# Postfix not recieving mail



## Anonymous (Dec 26, 2009)

I have a postfix mail server set up behind a NAT router with a pub ip address, the server only has an internal one. Port 25 has been forwarded to the router. myorigin has been set to the public ip address. I send mail to my gmail account and receive it just fine, when I reply no error message are given by gmail so it seems like its working but I do not receive the response in my mbox. Also when i do "mail -s test root@xxx.xxx.xxx.xxx" I do not receive it but I also don't receive an error.


----------



## grrr (Dec 26, 2009)

Try watch with tcpdump is there any connection attempts @ port 25 on router when u try reply to mail from gmail mbox.
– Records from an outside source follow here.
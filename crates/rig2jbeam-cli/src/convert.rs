//! Per-document orchestration: convert, export meshes, write outputs

use anyhow::{Context, Result};
use rig2jbeam_core::{convert, ConversionReport, ConvertError, ConvertOptions, Diagnostic, Severity};
use rig2jbeam_mesh::{collada_file_name, decode_assets, sync_dae_assets, ColladaWriter};
use std::collections::HashSet;
use std::path::{Path, PathBuf};
use tracing::{info, warn};

use crate::manifest::{sha256_hex, DocumentEntry, DocumentStatus, MeshEntry, OutputFile};

/// Run-wide options shared by every document
#[derive(Debug, Clone)]
pub struct RunOptions {
    pub output_dir: PathBuf,
    /// Mesh search directory; `None` uses the input's own directory
    pub asset_dir: Option<PathBuf>,
    pub convert_meshes: bool,
    /// Convert and report, but write nothing
    pub dry_run: bool,
    /// Contributor written into COLLADA files
    pub author: Option<String>,
}

fn input_dir(input: &Path) -> PathBuf {
    match input.parent() {
        Some(parent) if !parent.as_os_str().is_empty() => parent.to_path_buf(),
        _ => PathBuf::from("."),
    }
}

fn write_output(dir: &Path, name: &str, content: &[u8], dry_run: bool) -> Result<OutputFile> {
    if !dry_run {
        let path = dir.join(name);
        std::fs::write(&path, content).with_context(|| format!("writing {}", path.display()))?;
    }
    Ok(OutputFile::new(name, content))
}

/// Source assets that exports must never replace
#[derive(Debug, Default)]
struct SourceAssets(HashSet<PathBuf>);

impl SourceAssets {
    fn insert(&mut self, path: &Path) {
        if let Ok(path) = std::fs::canonicalize(path) {
            self.0.insert(path);
        }
    }

    fn contains(&self, path: &Path) -> bool {
        std::fs::canonicalize(path).is_ok_and(|p| self.0.contains(&p))
    }
}

/// Write an exported asset unless the target is one of the sources
///
/// `unchanged` marks content with the same names as its source; such an
/// export is recorded as the existing file when it would land on its source.
fn write_asset(
    name: String,
    content: &[u8],
    unchanged: bool,
    sources: &SourceAssets,
    run: &RunOptions,
    report: &mut ConversionReport,
) -> Result<Option<OutputFile>> {
    let target = run.output_dir.join(&name);
    if sources.contains(&target) {
        if unchanged {
            let existing = std::fs::read(&target).with_context(|| format!("reading {}", target.display()))?;
            return Ok(Some(OutputFile::new(name, &existing)));
        }
        warn!(path = %target.display(), "Refusing to overwrite a source asset");
        report.push(Diagnostic::warning(format!(
            "{} is a source asset and was not overwritten; choose another output directory",
            target.display()
        )));
        return Ok(None);
    }
    write_output(&run.output_dir, &name, content, run.dry_run).map(Some)
}

/// Convert one input file and write its outputs
///
/// A document with fatal diagnostics yields a failed entry, not an error;
/// errors are reserved for I/O on the input or output files.
pub fn convert_document(input: &Path, settings: &ConvertOptions, run: &RunOptions) -> Result<DocumentEntry> {
    let bytes = std::fs::read(input).with_context(|| format!("reading {}", input.display()))?;
    let source = input
        .file_name()
        .map(|n| n.to_string_lossy().into_owned())
        .unwrap_or_else(|| input.display().to_string());
    let source_sha = sha256_hex(&bytes);

    let asset_dir = run
        .asset_dir
        .clone()
        .or_else(|| run.convert_meshes.then(|| input_dir(input)));
    let options = ConvertOptions {
        asset_dir: asset_dir.clone(),
        source_name: Some(source.clone()),
        ..settings.clone()
    };

    let mut conversion = match convert(&String::from_utf8_lossy(&bytes), &options) {
        Ok(conversion) => conversion,
        Err(ConvertError::Fatal { report, .. }) => {
            return Ok(DocumentEntry {
                source,
                source_sha,
                status: DocumentStatus::Failed,
                jbeam: None,
                meshes: Vec::new(),
                report: *report,
            });
        }
        Err(err) => return Err(err.into()),
    };

    let mut meshes = Vec::new();
    if let (true, Some(asset_dir)) = (run.convert_meshes, asset_dir.as_deref()) {
        let transform = options.settings.transform;
        let mut writer = ColladaWriter::new(transform);
        if let Some(author) = &run.author {
            writer = writer.with_author(author);
        }

        let decoded = decode_assets(&conversion.names, asset_dir, transform);
        let collada = sync_dae_assets(&conversion.names, asset_dir);
        let mut sources = SourceAssets::default();
        for path in decoded
            .iter()
            .filter_map(|o| o.path.as_deref())
            .chain(collada.iter().filter_map(|o| o.path.as_deref()))
        {
            sources.insert(path);
        }

        // one failure, one diagnostic, however many exports share it
        let mut reported: HashSet<String> = HashSet::new();
        let mut report_once = |original: &str, diagnostic: &Option<Diagnostic>, report: &mut ConversionReport| {
            if let Some(diagnostic) = diagnostic {
                if reported.insert(original.to_ascii_lowercase()) {
                    report.push(diagnostic.clone());
                }
            }
        };

        for outcome in decoded {
            report_once(&outcome.original, &outcome.diagnostic, &mut conversion.report);
            let output = match &outcome.geometry {
                Some(geometry) => {
                    let xml = writer.to_xml(geometry)?;
                    let name = collada_file_name(&outcome.resolved_name);
                    write_asset(name, xml.as_bytes(), false, &sources, run, &mut conversion.report)?
                }
                None => None,
            };
            meshes.push(MeshEntry {
                placeholder: outcome.is_placeholder(),
                original: outcome.original,
                resolved: outcome.resolved_name,
                output,
            });
        }

        for outcome in collada {
            report_once(&outcome.original, &outcome.diagnostic, &mut conversion.report);
            let output = match &outcome.renamed {
                Some(renamed) => {
                    let name = collada_file_name(&outcome.resolved_name);
                    let unchanged = renamed.changes == 0;
                    write_asset(name, renamed.xml.as_bytes(), unchanged, &sources, run, &mut conversion.report)?
                }
                None => None,
            };
            meshes.push(MeshEntry {
                placeholder: false,
                original: outcome.original,
                resolved: outcome.resolved_name,
                output,
            });
        }
    }

    let stem = input
        .file_stem()
        .map(|s| s.to_string_lossy().into_owned())
        .unwrap_or_else(|| conversion.part_name());
    let text = conversion.to_json_string()?;
    let jbeam = write_output(&run.output_dir, &format!("{}.jbeam", stem), text.as_bytes(), run.dry_run)?;

    info!(
        document = %source,
        jbeam = %jbeam.path,
        meshes = meshes.len(),
        dry_run = run.dry_run,
        "Wrote document outputs"
    );
    Ok(DocumentEntry {
        source,
        source_sha,
        status: DocumentStatus::Converted,
        jbeam: Some(jbeam),
        meshes,
        report: conversion.report,
    })
}

/// Print one document's summary and its non-trivial diagnostics
pub fn print_report(entry: &DocumentEntry) {
    let report: &ConversionReport = &entry.report;
    match entry.status {
        DocumentStatus::Converted => println!("{}: {}", entry.source, report.summary()),
        DocumentStatus::Failed => {
            warn!(document = %entry.source, "No output written");
            println!("{}: FAILED ({})", entry.source, report.summary());
        }
    }
    for severity in [Severity::Fatal, Severity::Parse, Severity::Warning, Severity::AssetDecode] {
        for diagnostic in report.of(severity) {
            println!("  {}", diagnostic);
        }
    }
}

#[cfg(test)]
mod tests {
    use super::*;
    use rig2jbeam_core::ConversionSettings;
    use rig2jbeam_mesh::PLACEHOLDER_MATERIAL;

    const CAR: &str = "\
Car
nodes
1, 0, 0, 0
2, 1, 0, 0
3, 0, 1, 0
beams
1, 2
2, 3
flexbodies
1, 2, 3, 0, 0, 0, 0, 0, 0, Wheel.mesh
1, 2, 3, 0, 0, 0, 0, 0, 0, WHEEL.mesh
end
";

    fn run(output_dir: &Path, convert_meshes: bool, dry_run: bool) -> RunOptions {
        RunOptions {
            output_dir: output_dir.to_path_buf(),
            asset_dir: None,
            convert_meshes,
            dry_run,
            author: Some("tester".to_string()),
        }
    }

    #[test]
    fn test_converts_and_exports_placeholder_meshes() {
        let input_dir = tempfile::tempdir().unwrap();
        let output_dir = tempfile::tempdir().unwrap();
        let input = input_dir.path().join("car.truck");
        std::fs::write(&input, CAR).unwrap();
        // not a mesh container at all
        std::fs::write(input_dir.path().join("wheel.mesh"), b"garbage").unwrap();

        let entry = convert_document(&input, &ConvertOptions::default(), &run(output_dir.path(), true, false)).unwrap();

        assert_eq!(entry.status, DocumentStatus::Converted);
        assert_eq!(entry.source, "car.truck");
        assert_eq!(entry.source_sha, sha256_hex(CAR.as_bytes()));
        assert_eq!(entry.report.count(Severity::AssetDecode), 1);

        let jbeam = std::fs::read_to_string(output_dir.path().join("car.jbeam")).unwrap();
        assert_eq!(entry.jbeam.as_ref().unwrap().sha, sha256_hex(jbeam.as_bytes()));
        assert!(jbeam.contains("Wheel_001"));

        let resolved: Vec<&str> = entry.meshes.iter().map(|m| m.resolved.as_str()).collect();
        assert_eq!(resolved, vec!["Wheel.mesh", "Wheel_001.mesh"]);
        assert!(entry.meshes.iter().all(|m| m.placeholder));
        let dae = std::fs::read_to_string(output_dir.path().join("Wheel_001.dae")).unwrap();
        assert!(dae.contains("<author>tester</author>"));
        assert!(output_dir.path().join("Wheel.dae").exists());
    }

    const BODY_DAE: &str = r##"<?xml version="1.0" encoding="utf-8"?>
<COLLADA xmlns="http://www.collada.org/2005/11/COLLADASchema" version="1.4.1">
  <library_geometries>
    <geometry id="body-mesh" name="body"><mesh/></geometry>
  </library_geometries>
  <library_visual_scenes>
    <visual_scene id="Scene" name="Scene">
      <node id="body" name="body" type="NODE"><instance_geometry url="#body-mesh"/></node>
    </visual_scene>
  </library_visual_scenes>
</COLLADA>
"##;

    fn collada_rig(meshes: &[&str]) -> String {
        let mut rig = String::from("Car\nnodes\n1, 0, 0, 0\n2, 1, 0, 0\n3, 0, 1, 0\nbeams\n1, 2\nflexbodies\n");
        for mesh in meshes {
            rig.push_str(&format!("1, 2, 3, 0, 0, 0, 0, 0, 0, {}\n", mesh));
        }
        rig.push_str("end\n");
        rig
    }

    #[test]
    fn test_collada_assets_are_synced_not_decoded() {
        // output lands next to the inputs
        let dir = tempfile::tempdir().unwrap();
        let input = dir.path().join("car.truck");
        std::fs::write(&input, collada_rig(&["body.dae", "BODY.dae"])).unwrap();
        std::fs::write(dir.path().join("body.dae"), BODY_DAE).unwrap();

        let entry = convert_document(&input, &ConvertOptions::default(), &run(dir.path(), true, false)).unwrap();

        assert_eq!(entry.status, DocumentStatus::Converted);
        assert_eq!(entry.report.count(Severity::AssetDecode), 0);
        assert!(
            entry
                .report
                .diagnostics
                .iter()
                .all(|d| !d.message.contains("COLLADA") && !d.message.contains("overwritten")),
            "{:?}",
            entry.report.diagnostics
        );
        assert!(entry.meshes.iter().all(|m| !m.placeholder));

        assert_eq!(std::fs::read_to_string(dir.path().join("body.dae")).unwrap(), BODY_DAE);
        assert_eq!(entry.meshes[0].output.as_ref().unwrap().sha, sha256_hex(BODY_DAE.as_bytes()));

        let copy = std::fs::read_to_string(dir.path().join("body_001.dae")).unwrap();
        assert!(copy.contains(r#"<node id="body_001" name="body_001" type="NODE">"#));
        assert!(!copy.contains(PLACEHOLDER_MATERIAL));
        let jbeam = std::fs::read_to_string(dir.path().join("car.jbeam")).unwrap();
        assert!(jbeam.contains("\"body_001\""));
    }

    #[test]
    fn test_source_asset_is_never_overwritten() {
        let dir = tempfile::tempdir().unwrap();
        let input = dir.path().join("car.truck");
        std::fs::write(&input, collada_rig(&["body.dae"])).unwrap();
        // the node needs renaming to match the rig's spelling
        let source = BODY_DAE.replace(r#"name="body" type"#, r#"name="Body" type"#);
        std::fs::write(dir.path().join("body.dae"), &source).unwrap();

        let entry = convert_document(&input, &ConvertOptions::default(), &run(dir.path(), true, false)).unwrap();

        assert_eq!(std::fs::read_to_string(dir.path().join("body.dae")).unwrap(), source);
        assert!(entry.meshes[0].output.is_none());
        assert!(entry
            .report
            .of(Severity::Warning)
            .any(|d| d.message.contains("not overwritten")));

        // a separate output directory gets the synced copy
        let output_dir = tempfile::tempdir().unwrap();
        let entry = convert_document(&input, &ConvertOptions::default(), &run(output_dir.path(), true, false)).unwrap();
        assert!(entry.meshes[0].output.is_some());
        let copy = std::fs::read_to_string(output_dir.path().join("body.dae")).unwrap();
        assert!(copy.contains(r#"<node id="body" name="body" type="NODE">"#));
    }

    #[test]
    fn test_fatal_document_writes_nothing() {
        let input_dir = tempfile::tempdir().unwrap();
        let output_dir = tempfile::tempdir().unwrap();
        let input = input_dir.path().join("bad.truck");
        std::fs::write(&input, "Bad\nnodes\n1, 0, 0, 0\nbeams\n1, 99\nend\n").unwrap();

        let entry = convert_document(&input, &ConvertOptions::default(), &run(output_dir.path(), false, false)).unwrap();
        assert!(entry.is_failed());
        assert!(entry.jbeam.is_none());
        assert!(entry.report.has_fatal());
        assert!(!output_dir.path().join("bad.jbeam").exists());
    }

    #[test]
    fn test_dry_run_hashes_without_writing() {
        let input_dir = tempfile::tempdir().unwrap();
        let output_dir = tempfile::tempdir().unwrap();
        let input = input_dir.path().join("car.truck");
        std::fs::write(&input, CAR).unwrap();

        let options = ConvertOptions {
            settings: ConversionSettings {
                default_author: "someone".to_string(),
                ..ConversionSettings::default()
            },
            ..ConvertOptions::default()
        };
        let entry = convert_document(&input, &options, &run(output_dir.path(), false, true)).unwrap();
        assert_eq!(entry.status, DocumentStatus::Converted);
        assert_eq!(entry.jbeam.as_ref().unwrap().path, "car.jbeam");
        assert!(entry.meshes.is_empty());
        assert!(!output_dir.path().join("car.jbeam").exists());
    }

    #[test]
    fn test_missing_input_is_an_error() {
        let output_dir = tempfile::tempdir().unwrap();
        let result = convert_document(
            &output_dir.path().join("absent.truck"),
            &ConvertOptions::default(),
            &run(output_dir.path(), false, false),
        );
        assert!(result.is_err());
    }
}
/var/log/maillog <--- anything there ?

telnet xxx.xxx.xxx.xxx port 25 works ?


----------



## Anonymous (Dec 26, 2009)

I see a bunch of complaints about there not being an aliases.db


----------



## grrr (Dec 26, 2009)

/usr/bin/newaliases 

creates aliases.db you should execute this cmd


----------



## J65nko (Dec 26, 2009)

When you send mail through gmail it doesn't use your mail server at all 

First thing to check is whether postfix is LISTENing on port 25.
Please post the output of *netstat -an -f inet* using *[code]* and *[/code]* tags.


----------



## Anonymous (Dec 26, 2009)

created the .db file and restarted postfix, netstat shows it's listening on port 25 still not receiving anything though


----------



## grrr (Dec 26, 2009)

J65nko said:
			
		

> When you send mail through gmail it doesn't use your mail server at all
> 
> First thing to check is whether postfix is LISTENing on port 25.
> Please post the output of *netstat -an -f inet* using *[code]* and *[/code]* tags.



Yes, I know that why i asked @mharvey87 that he set tcpdump on port 25 before he tries send email from gmail, when gmail sends email to his server he would see unless connection attempt from gmail to his server :> si ?


----------



## Anonymous (Dec 26, 2009)

It shows that it is making the smtp connection but my server is giving a "501 bad recipient address syntax" I figure this is either because postfix doesn't like raw IP addresses and required dns resolvable names or because the IP address for the incoming mail is not the same as the IP address on the servers if because it is the IP address of my router. Anybody know which it is and what I would have to change to fix it?

btw I checked the "mail relay issue, bad recipient address syntax" thread below and tried root@[xxx.xxx.xxx.xxx]"


----------



## Anonymous (Dec 27, 2009)

Figured it out. I had to set my router's public ip address as a proxy in main.cf and add the domain name of my router to the allowed domains.


----------